UN ROMBO METALLICO, che si ripercosse lungamente, con una vibrazione argentina, nell’ampia sala sorretta da venti colonne di legno dipinte a vivaci colori e cogli zoccoli coperti da lamine d’oro, aveva fatto sussultare Lakon-tay.
L’invidiato ministro, preposto alla sorveglianza dei S’hen-mheng, i sacri elefanti bianchi del re, dinanzi a cui piccoli e grandi s’inchinavano, udendo quel colpo di gong, aveva sentito un fremito corrergli per tutto il corpo, mentre sulla sua fronte leggermente abbronzata, erano subito apparse delle grosse stille di sudore.

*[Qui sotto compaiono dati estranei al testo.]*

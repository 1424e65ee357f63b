//! Page accumulation for listing APIs
//!
//! The listing APIs return one page per call together with the total item
//! count and the page size the service actually applied. The page count is
//! derived from the first response and every page is fetched in order.
//!
//! A failed page contributes zero items and is counted in
//! [`Collected::failed_pages`]; it never aborts the listing.

use crate::error::Result;
use serde::{Deserialize, Serialize};
use std::future::Future;
use tracing::{debug, warn};

/// One page request (1-based page number)
#[derive(Debug, Clone, Copy, PartialEq, Eq, Serialize, Deserialize)]
pub struct PageRequest {
    /// Page number, starting at 1
    pub number: u32,
    /// Requested page size
    pub size: u32,
}

impl PageRequest {
    /// Request for the first page
    pub fn first(size: u32) -> Self {
        Self { number: 1, size }
    }

    /// Request for page `number` with the same size
    pub fn at(self, number: u32) -> Self {
        Self { number, ..self }
    }
}

/// One page of results as returned by a listing API
#[derive(Debug, Clone, PartialEq, Eq)]
pub struct Page<T> {
    /// Items on this page
    pub items: Vec<T>,
    /// Total items across all pages
    pub total_count: u64,
    /// Page number the service answered for
    pub page_number: u32,
    /// Page size the service applied
    pub page_size: u32,
}

/// Result of walking every page of a listing
#[derive(Debug, Clone, PartialEq, Eq)]
pub struct Collected<T> {
    /// Accumulated items in listing order
    pub items: Vec<T>,
    /// Pages that failed and contributed nothing
    pub failed_pages: u32,
}

impl<T> Collected<T> {
    fn empty_after_failure() -> Self {
        Self {
            items: Vec::new(),
            failed_pages: 1,
        }
    }
}

/// Number of pages needed to list `total` items at `page_size` per page
///
/// Ceiling division: 120 items at 50 per page is 3 pages. A page size of
/// zero is treated as "everything fits on the first page".
pub fn page_count(total: u64, page_size: u32) -> u32 {
    if total == 0 {
        return 0;
    }
    if page_size == 0 {
        return 1;
    }
    let pages = total.div_ceil(u64::from(page_size));
    u32::try_from(pages).unwrap_or(u32::MAX)
}

/// Fetch and concatenate every page of a listing
///
/// `fetch` is called once per page. The first page determines the total and
/// the effective page size; pages `2..=n` are then fetched in order.
///
/// # Parameters
///
/// - `label`: What is being listed, for logs
/// - `request`: Size of each page; the number is ignored
/// - `fetch`: Single-page fetch
pub async fn collect_pages<T, F, Fut>(
    label: &str,
    request: PageRequest,
    mut fetch: F,
) -> Collected<T>
where
    F: FnMut(PageRequest) -> Fut,
    Fut: Future<Output = Result<Page<T>>>,
{
    let first_request = request.at(1);
    let first = match fetch(first_request).await {
        Ok(page) => page,
        Err(e) => {
            warn!("Listing {}: page 1 failed, treating as empty: {}", label, e);
            return Collected::empty_after_failure();
        }
    };

    let page_size = if first.page_size > 0 {
        first.page_size
    } else {
        request.size
    };
    let pages = page_count(first.total_count, page_size);

    debug!(
        "Listing {}: {} item(s) over {} page(s) of {}",
        label, first.total_count, pages, page_size
    );

    let mut items = first.items;
    let mut failed_pages = 0;

    for number in 2..=pages {
        match fetch(first_request.at(number)).await {
            Ok(page) => {
                debug!(
                    "Listing {}: page {} returned {} item(s)",
                    label,
                    number,
                    page.items.len()
                );
                items.extend(page.items);
            }
            Err(e) => {
                warn!(
                    "Listing {}: page {}/{} failed, treating as empty: {}",
                    label, number, pages, e
                );
                failed_pages += 1;
            }
        }
    }

    Collected {
        items,
        failed_pages,
    }
}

Con una mossa lenta, si era alzato dal largo cuscino di seta azzurra a frange e ricami d’oro che gli serviva da sedile, mormorando con voce semispenta:
– M’annuncerà questo colpo la vita o la morte? La maledizione eterna di Sommona Kodom o la felicità? L’odio del re e del popolo o nuovi onori e nuove grandezze? Oh mia Len-Pra, mia povera figlia!
A quel nome un’angoscia inesprimibile aveva alterato il viso del ministro.
– O mia Len-Pra – ripeté con voce tremante.
Con una mossa risoluta, che dinotava l’uomo audace, aveva fatto alcuni passi innanzi, dirigendosi verso una porta di legno di tele, adorna di dorature, dicendo con voce energica:
– Lakon-tay non deve aver paura e saprà sfidare il castigo, pur sapendosi vittima dell’odio feroce d’un nemico sconosciuto.
Posò la destra sulla maniglia d’argento e aprì la porta, scostando le ricche cortine di seta gialla a grandi fiori azzurri, che pendevano lungo gli stipiti.
Un uomo era entrato, curvandosi fino al suolo con profondo rispetto.
Era un giovane di venticinque anni, dal portamento ardito e non cascante e molle dei veri siamesi, col naso affilato, gli zigomi sporgenti, gli occhi neri e lampeggianti, le labbra sanguigne ed i denti nerissimi pel continuo uso del betel, di cui nel Siam si fa un vero abuso.
Dal costume che indossava, una lunga camicia di seta bianca, con maniche larghissime come quelle dei cinesi, si riconosceva un mahatlek ossia paggio di corte.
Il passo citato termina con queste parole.